As is apparent from the number of common structures in devices 100, 200, and 300, in some embodiments, a majority of the device can be used with various internal reflectors of different configurations. Thus, in some embodiments, the device may include, for example, a light source interface and an outer reflector, and may also include one or more internal reflectors (and/or any support frame, support bar, or other support structure). The mounting features are mounted in the outer reflector in a manner similar to that discussed above (eg, centered on the central axis and positioned within the outer reflector). The mounting feature can accommodate a plurality of different reflector assemblies, each having a different one or more (different in size, second acute angle, first and second base perimeter, etc.) A collection of internal reflectors, the set of different one or more internal reflectors can be adapted to produce a uniform illumination and/or wafer heating pattern with different types of light sources, such as light sources having different emission angles. In addition to the geometry of the different internal reflectors, such an embodiment may also position the internal reflectors at different axial spacings along the central axis of the heater assembly. For example, the use of threaded support rods allows each of the internal reflectors to be individually positioned along the central axis, thus meeting a wide variety of internal reflector types that may require a wide variety of reflector spacing. Such an embodiment allows the single heater assembly to be used in a variety of different processes having different uniformity requirements by simply replacing the internal reflector used within a single heater assembly.
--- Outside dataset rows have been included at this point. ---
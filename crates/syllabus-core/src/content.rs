//! Topics, quizzes, and the merged curriculum sequence.
//!
//! A subject stores topics and quizzes in two separate collections, but the
//! curriculum is a single sequence ordered by `position`. Positions are unique
//! across both collections of a subject; [`merge`] tolerates duplicates by
//! keeping input order and [`duplicate_positions`] reports them.

use serde::{Deserialize, Serialize};
use uuid::Uuid;

/// A reading section of a subject.
#[derive(Debug, Clone, PartialEq, Eq, Serialize, Deserialize)]
pub struct Topic {
  pub topic_id:   Uuid,
  pub subject_id: Uuid,
  pub title:      String,
  pub position:   u32,
}

/// An assessment section of a subject.
#[derive(Debug, Clone, PartialEq, Eq, Serialize, Deserialize)]
pub struct Quiz {
  pub quiz_id:    Uuid,
  pub subject_id: Uuid,
  pub title:      String,
  pub position:   u32,
}

/// Which collection a [`ContentEntry`] came from.
#[derive(Debug, Clone, Copy, PartialEq, Eq, Hash, Serialize, Deserialize)]
#[serde(rename_all = "lowercase")]
pub enum ContentKind {
  Topic,
  Quiz,
}

/// One element of the merged sequence, tagged with its kind.
#[derive(Debug, Clone, PartialEq, Eq, Serialize, Deserialize)]
#[serde(tag = "kind", content = "item", rename_all = "lowercase")]
pub enum ContentEntry {
  Topic(Topic),
  Quiz(Quiz),
}

impl ContentEntry {
  pub fn kind(&self) -> ContentKind {
    match self {
      Self::Topic(_) => ContentKind::Topic,
      Self::Quiz(_) => ContentKind::Quiz,
    }
  }

  pub fn position(&self) -> u32 {
    match self {
      Self::Topic(t) => t.position,
      Self::Quiz(q) => q.position,
    }
  }

  pub fn title(&self) -> &str {
    match self {
      Self::Topic(t) => &t.title,
      Self::Quiz(q) => &q.title,
    }
  }

  pub fn id(&self) -> Uuid {
    match self {
      Self::Topic(t) => t.topic_id,
      Self::Quiz(q) => q.quiz_id,
    }
  }
}

/// Interleave topics and quizzes into one sequence ordered by position.
///
/// The sort is stable: on equal positions topics precede quizzes and each
/// collection keeps its own relative order.
pub fn merge(topics: &[Topic], quizzes: &[Quiz]) -> Vec<ContentEntry> {
  let mut merged: Vec<ContentEntry> = topics
    .iter()
    .cloned()
    .map(ContentEntry::Topic)
    .chain(quizzes.iter().cloned().map(ContentEntry::Quiz))
    .collect();
  merged.sort_by_key(ContentEntry::position);
  merged
}

/// Separate a merged sequence back into its two collections, preserving order.
pub fn split(entries: &[ContentEntry]) -> (Vec<Topic>, Vec<Quiz>) {
  let mut topics = Vec::new();
  let mut quizzes = Vec::new();
  for entry in entries {
    match entry {
      ContentEntry::Topic(t) => topics.push(t.clone()),
      ContentEntry::Quiz(q) => quizzes.push(q.clone()),
    }
  }
  (topics, quizzes)
}

/// Positions held by more than one entry of a merged (sorted) sequence.
pub fn duplicate_positions(entries: &[ContentEntry]) -> Vec<u32> {
  let mut dupes: Vec<u32> = entries
    .windows(2)
    .filter(|w| w[0].position() == w[1].position())
    .map(|w| w[0].position())
    .collect();
  dupes.dedup();
  dupes
}
//! Subject, the root curriculum entity.
//!
//! A subject owns its topics and quizzes outright and carries the set of users
//! assigned to it. The completion rate is derived by the store on read and is
//! never written by clients.

use chrono::{DateTime, Utc};
use serde::{Deserialize, Serialize};
use strum::{Display, EnumString};
use uuid::Uuid;

use crate::{
  content::{Quiz, Topic},
  user::User,
};

/// What a subject is about. Fixed at creation; no patch field exists for it.
#[derive(
  Debug, Clone, Copy, PartialEq, Eq, Serialize, Deserialize, Display, EnumString,
)]
#[serde(rename_all = "SCREAMING_SNAKE_CASE")]
#[strum(serialize_all = "SCREAMING_SNAKE_CASE")]
pub enum SubjectType {
  Company,
  Policy,
  Process,
  Other,
}

/// A subject as last returned by the store.
#[derive(Debug, Clone, PartialEq, Serialize, Deserialize)]
pub struct Subject {
  pub subject_id:      Uuid,
  pub title:           String,
  pub description:     String,
  pub subject_type:    SubjectType,
  pub is_published:    bool,
  pub created_by:      Option<User>,
  pub created_at:      DateTime<Utc>,
  pub last_updated_by: Option<User>,
  pub last_updated_at: DateTime<Utc>,
  pub users_assigned:  Vec<User>,
  /// Fraction of assigned users who completed the subject; `None` while the
  /// subject is unpublished or nobody is assigned.
  pub completion_rate: Option<f64>,
  pub topics:          Vec<Topic>,
  pub quizzes:         Vec<Quiz>,
}

impl Subject {
  /// Current authoritative value of a free-text field.
  pub fn field(&self, field: SubjectField) -> &str {
    match field {
      SubjectField::Title => &self.title,
      SubjectField::Description => &self.description,
    }
  }

  pub fn is_assigned(&self, user_id: Uuid) -> bool {
    self.users_assigned.iter().any(|u| u.user_id == user_id)
  }
}

/// Completion rate as reported on [`Subject::completion_rate`].
///
/// Unpublished subjects and subjects nobody is assigned to have no rate.
/// `completed` counts only users that are still assigned.
pub fn completion_rate(is_published: bool, assigned: usize, completed: usize) -> Option<f64> {
  if !is_published || assigned == 0 {
    return None;
  }
  Some(completed.min(assigned) as f64 / assigned as f64)
}

/// The row shape returned by [`crate::store::SubjectStore::list_subjects`].
#[derive(Debug, Clone, PartialEq, Serialize, Deserialize)]
pub struct SubjectSummary {
  pub subject_id:      Uuid,
  pub title:           String,
  pub subject_type:    SubjectType,
  pub is_published:    bool,
  pub last_updated_at: DateTime<Utc>,
  pub users_assigned:  usize,
}

/// Input to [`crate::store::SubjectStore::add_subject`].
#[derive(Debug, Clone, Serialize, Deserialize)]
pub struct NewSubject {
  pub title:        String,
  #[serde(default)]
  pub description:  String,
  pub subject_type: SubjectType,
  #[serde(default)]
  pub created_by:   Option<Uuid>,
}

// ─── Patches ─────────────────────────────────────────────────────────────────

/// A free-text subject field editable through autosave.
#[derive(
  Debug, Clone, Copy, PartialEq, Eq, Hash, Serialize, Deserialize, Display, EnumString,
)]
#[serde(rename_all = "snake_case")]
#[strum(serialize_all = "snake_case")]
pub enum SubjectField {
  Title,
  Description,
}

/// A partial update; `None` fields are left untouched by the store.
#[derive(Debug, Clone, Default, PartialEq, Eq, Serialize, Deserialize)]
pub struct SubjectPatch {
  #[serde(default, skip_serializing_if = "Option::is_none")]
  pub title:        Option<String>,
  #[serde(default, skip_serializing_if = "Option::is_none")]
  pub description:  Option<String>,
  #[serde(default, skip_serializing_if = "Option::is_none")]
  pub is_published: Option<bool>,
  /// The acting user, stamped by the transport rather than the caller.
  #[serde(default, skip_serializing_if = "Option::is_none")]
  pub updated_by:   Option<Uuid>,
}

impl SubjectPatch {
  /// A patch that sets exactly one free-text field.
  pub fn field(field: SubjectField, value: impl Into<String>) -> Self {
    let value = Some(value.into());
    match field {
      SubjectField::Title => Self { title: value, ..Self::default() },
      SubjectField::Description => Self { description: value, ..Self::default() },
    }
  }

  pub fn published(is_published: bool) -> Self {
    Self { is_published: Some(is_published), ..Self::default() }
  }

  /// True when the patch would change nothing.
  pub fn is_empty(&self) -> bool {
    self.title.is_none() && self.description.is_none() && self.is_published.is_none()
  }
}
4 is a graphical representation of temperature distribution across an exemplary semiconductor wafer for a device having a reflector assembly as described herein and heating performed by a device that does not have a reflector assembly as described herein. (All three of the specific examples shown in FIGS. 1A to 3B show similar performance). As can be seen, a heater assembly having an outer reflector and at least one inner reflector as described herein can be used to provide a more uniform temperature distribution in a wafer that is heated by exposure to light emitted from the source. In this case, the ~330 mm epoxy semiconductor wafer is exposed to 30 two-second pulses in the epoxy semiconductor wafer with the light source and the external reflector without any internal reflection. A temperature gradient of about 25 ° C is produced. However, when a reflector such as that shown in Figures 2A and 2B is mounted, this temperature gradient is reduced to about 5 °C. This is a significant improvement in heating uniformity beyond the test device without the internal reflector assembly. In general, the temperature gradient of a heater assembly such as those discussed herein can have ±1 ° C, ± 2 ° C, ± 3 ° C, ± 4 ° C, ± 5 ° C, or even Uniformity up to ±10 ° C or higher. The inventors of the present invention have experimentally confirmed that such heater assemblies as described herein can achieve temperature uniformity of ±5 ° C or less (e.g., ± 4 ° C) across a 330 mm semiconductor wafer.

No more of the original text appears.